Low-moderate dose (≤10 mg diazepam eq.), cognitively intactReduce 1–2 mg diazepam eq. every 2 weeks. Slow the last 25%.
High-dose (>20 mg diazepam eq.) or long duration (>5 years)Consider inpatient/structured outpatient taper; 5–10% reduction every 2–4 weeks. CBT-I for sleep.
Taper withdrawal symptoms (anxiety, tremor, insomnia)Slow by 50% or pause taper. Do not restart original dose unless severe.
Rebound anxietyAdd SSRI (sertraline), CBT, or hydroxyzine PRN. Do not add an alternative benzodiazepine.

Guideline position

AGS Beers Criteria 2023: benzodiazepines potentially inappropriate in ≥65. Choosing Wisely (AGS): avoid benzodiazepines for insomnia, agitation, or delirium in older adults. Canadian deprescribing.org: structured 6-month taper protocols.

Contraindications and cautions

  • Active alcohol withdrawal or severe DTs — continue benzodiazepine
  • Refractory seizure disorder on benzodiazepine
  • End-of-life comfort care
  • Patient with severe unstable psychiatric illness (e.g., catatonia on benzo)

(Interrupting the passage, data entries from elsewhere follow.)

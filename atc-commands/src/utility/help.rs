use poise::serenity_prelude as serenity;

use crate::utility::embeds::grouped_help_description;
use crate::{COMMANDS, CommandMeta};
use atc_core::{Context, Error};
use atc_utils::embed::build_embed;

pub const META: CommandMeta = CommandMeta {
    name: "help",
    aliases: &[],
    desc: "Lists out all available commands.",
    category: "utility",
    usage: ".help",
    required: serenity::Permissions::empty(),
};

#[poise::command(prefix_command, category = "Utility")]
pub async fn help(ctx: Context<'_>) -> Result<(), Error> {
    let commands = sorted_commands();
    let embed = build_embed("Available Commands", grouped_help_description(&commands));
    ctx.send(poise::CreateReply::default().embed(embed)).await?;
    Ok(())
}

fn sorted_commands() -> Vec<&'static CommandMeta> {
    let mut commands: Vec<&'static CommandMeta> = COMMANDS.iter().collect();
    commands.sort_by(|left, right| {
        left.category
            .cmp(right.category)
            .then_with(|| left.name.cmp(right.name))
    });
    commands
}
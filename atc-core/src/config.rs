use std::env;

use thiserror::Error;

use atc_metar::DEFAULT_BASE_URL;
use atc_utils::parse::CompactDuration;

pub const DEFAULT_PURGE_LIMIT_ADMIN: u16 = 200;
pub const DEFAULT_PURGE_LIMIT: u16 = 50;
pub const DEFAULT_TIMEOUT: &str = "10m";

#[derive(Debug, Error, PartialEq, Eq)]
pub enum ConfigError {
    #[error("missing required environment variable {0}")]
    Missing(&'static str),
    #[error("environment variable {key} has an invalid value `{value}`")]
    Invalid { key: &'static str, value: String },
}

/// Process-wide settings, built once at startup and shared read-only.
#[derive(Clone, Debug, PartialEq, Eq)]
pub struct BotConfig {
    pub log_channel_id: u64,
    pub metar_api_key: Option<String>,
    pub metar_base_url: String,
    pub purge_limit_admin: u16,
    pub purge_limit: u16,
    pub default_timeout: CompactDuration,
}

impl BotConfig {
    pub fn from_env() -> Result<Self, ConfigError> {
        Self::from_lookup(|key| env::var(key).ok())
    }

    /// Build the configuration from an arbitrary key lookup.
    pub fn from_lookup<F>(lookup: F) -> Result<Self, ConfigError>
    where
        F: Fn(&str) -> Option<String>,
    {
        let read = |key: &str| {
            lookup(key)
                .map(|value| value.trim().to_owned())
                .filter(|value| !value.is_empty())
        };

        let log_channel_raw = read("LOG_CHANNEL_ID").ok_or(ConfigError::Missing("LOG_CHANNEL_ID"))?;
        let log_channel_id = log_channel_raw
            .parse::<u64>()
            .ok()
            .filter(|id| *id != 0)
            .ok_or(ConfigError::Invalid {
                key: "LOG_CHANNEL_ID",
                value: log_channel_raw,
            })?;

        let purge_limit_admin =
            parse_limit(read("PURGE_LIMIT_ADMIN"), "PURGE_LIMIT_ADMIN", DEFAULT_PURGE_LIMIT_ADMIN)?;
        let purge_limit =
            parse_limit(read("PURGE_LIMIT_DEFAULT"), "PURGE_LIMIT_DEFAULT", DEFAULT_PURGE_LIMIT)?;

        let timeout_raw = read("DEFAULT_TIMEOUT").unwrap_or_else(|| DEFAULT_TIMEOUT.to_owned());
        let default_timeout = timeout_raw
            .parse::<CompactDuration>()
            .map_err(|_| ConfigError::Invalid {
                key: "DEFAULT_TIMEOUT",
                value: timeout_raw.clone(),
            })?;

        Ok(Self {
            log_channel_id,
            metar_api_key: read("METAR_API_KEY"),
            metar_base_url: read("METAR_API_BASE_URL").unwrap_or_else(|| DEFAULT_BASE_URL.to_owned()),
            purge_limit_admin,
            purge_limit,
            default_timeout,
        })
    }

    /// Purge cap for a caller, depending on whether they are an administrator.
    pub fn purge_limit_for(&self, administrator: bool) -> u16 {
        if administrator {
            self.purge_limit_admin
        } else {
            self.purge_limit
        }
    }
}

fn parse_limit(raw: Option<String>, key: &'static str, default: u16) -> Result<u16, ConfigError> {
    match raw {
        None => Ok(default),
        Some(value) => value
            .parse::<u16>()
            .ok()
            .filter(|limit| *limit > 0)
            .ok_or(ConfigError::Invalid { key, value }),
    }
}
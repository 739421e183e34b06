//! Capability seam between command handlers and the chat platform.
//!
//! Handlers only talk to [`ModerationGateway`]; the serenity-backed
//! implementation lives in `atc-commands`, and tests use an in-memory fake.

use std::time::Duration;

use async_trait::async_trait;
use chrono::{DateTime, Utc};
use poise::serenity_prelude as serenity;
use thiserror::Error;

#[derive(Debug, Error)]
pub enum GatewayError {
    #[error("channel not found or not accessible")]
    ChannelUnavailable,
    #[error("{0}")]
    Request(String),
}

impl From<serenity::Error> for GatewayError {
    fn from(source: serenity::Error) -> Self {
        Self::Request(source.to_string())
    }
}

impl From<anyhow::Error> for GatewayError {
    fn from(source: anyhow::Error) -> Self {
        Self::Request(source.to_string())
    }
}

/// A user as handlers see them: id plus the two display forms they print.
#[derive(Clone, Debug, PartialEq, Eq)]
pub struct Subject {
    pub id: serenity::UserId,
    pub name: String,
    pub tag: String,
}

impl Subject {
    pub fn from_user(user: &serenity::User) -> Self {
        Self {
            id: user.id,
            name: user.name.clone(),
            tag: user.tag(),
        }
    }
}

/// State of the default role's send-messages override on a channel.
#[derive(Clone, Copy, Debug, PartialEq, Eq)]
pub enum SendOverride {
    Allow,
    Deny,
    Inherit,
}

impl SendOverride {
    /// Next state of the lockdown toggle: denied unlocks, anything else locks.
    pub fn toggled(self) -> Self {
        match self {
            Self::Deny => Self::Inherit,
            Self::Allow | Self::Inherit => Self::Deny,
        }
    }

    pub fn from_overwrite(allow: serenity::Permissions, deny: serenity::Permissions) -> Self {
        if deny.contains(serenity::Permissions::SEND_MESSAGES) {
            Self::Deny
        } else if allow.contains(serenity::Permissions::SEND_MESSAGES) {
            Self::Allow
        } else {
            Self::Inherit
        }
    }

    /// Rewrite only the send-messages bit of an overwrite, keeping the rest.
    pub fn apply(
        self,
        allow: serenity::Permissions,
        deny: serenity::Permissions,
    ) -> (serenity::Permissions, serenity::Permissions) {
        let send = serenity::Permissions::SEND_MESSAGES;
        let (allow, deny) = (allow - send, deny - send);

        match self {
            Self::Allow => (allow | send, deny),
            Self::Deny => (allow, deny | send),
            Self::Inherit => (allow, deny),
        }
    }
}

#[async_trait]
pub trait ModerationGateway: Send + Sync {
    /// Reply in the invoking channel.
    async fn reply(&self, content: &str) -> Result<(), GatewayError>;

    /// Reply in the invoking channel and delete the reply after `lifetime`.
    async fn reply_transient(&self, content: &str, lifetime: Duration) -> Result<(), GatewayError>;

    /// Post into an arbitrary channel; unknown or inaccessible channels map to
    /// [`GatewayError::ChannelUnavailable`].
    async fn send_to_channel(
        &self,
        channel_id: serenity::ChannelId,
        content: &str,
    ) -> Result<(), GatewayError>;

    async fn is_administrator(&self, user_id: serenity::UserId) -> Result<bool, GatewayError>;

    async fn set_nickname(
        &self,
        user_id: serenity::UserId,
        nickname: Option<&str>,
    ) -> Result<(), GatewayError>;

    async fn timeout_until(
        &self,
        user_id: serenity::UserId,
        until: DateTime<Utc>,
        reason: &str,
    ) -> Result<(), GatewayError>;

    async fn kick(&self, user_id: serenity::UserId, reason: &str) -> Result<(), GatewayError>;

    async fn ban(&self, user_id: serenity::UserId, reason: &str) -> Result<(), GatewayError>;

    async fn unban(&self, user_id: serenity::UserId, reason: &str) -> Result<(), GatewayError>;

    /// Delete up to `limit` of the newest messages, returning how many went.
    async fn purge(&self, channel_id: serenity::ChannelId, limit: u64)
    -> Result<u64, GatewayError>;

    async fn default_role_send_override(
        &self,
        channel_id: serenity::ChannelId,
    ) -> Result<SendOverride, GatewayError>;

    async fn set_default_role_send_override(
        &self,
        channel_id: serenity::ChannelId,
        state: SendOverride,
    ) -> Result<(), GatewayError>;
}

Frequently asked questions

What is the seizure risk in gradual taper?
Near zero with 10–25% reductions every 2–4 weeks. Abrupt stops at high doses carry 20–30% seizure risk; graduated tapering reduces this to <1%.
Is diazepam substitution always necessary?
Not always. Patients on stable low-dose lorazepam can often taper the original agent directly. Substitution helps when peak-trough symptoms dominate or the short-acting agent has been difficult to reduce.
How long does full taper take?
Low-dose, short-duration: 6–12 weeks. High-dose or long-duration: 6–12 months. Slower at the end (the last 25% is the hardest).
Can CBT-I replace benzodiazepine for insomnia?
Yes — first-line per AASM. CBT-I has equal or better efficacy and no withdrawal risk. VA and many health systems offer digital CBT-I.
What about Z-drugs (zolpidem, eszopiclone)?
Also on Beers list — similar cognitive and fall risks. Taper with similar protocols. Zolpidem has shorter half-life; taper by 25% every 2 weeks.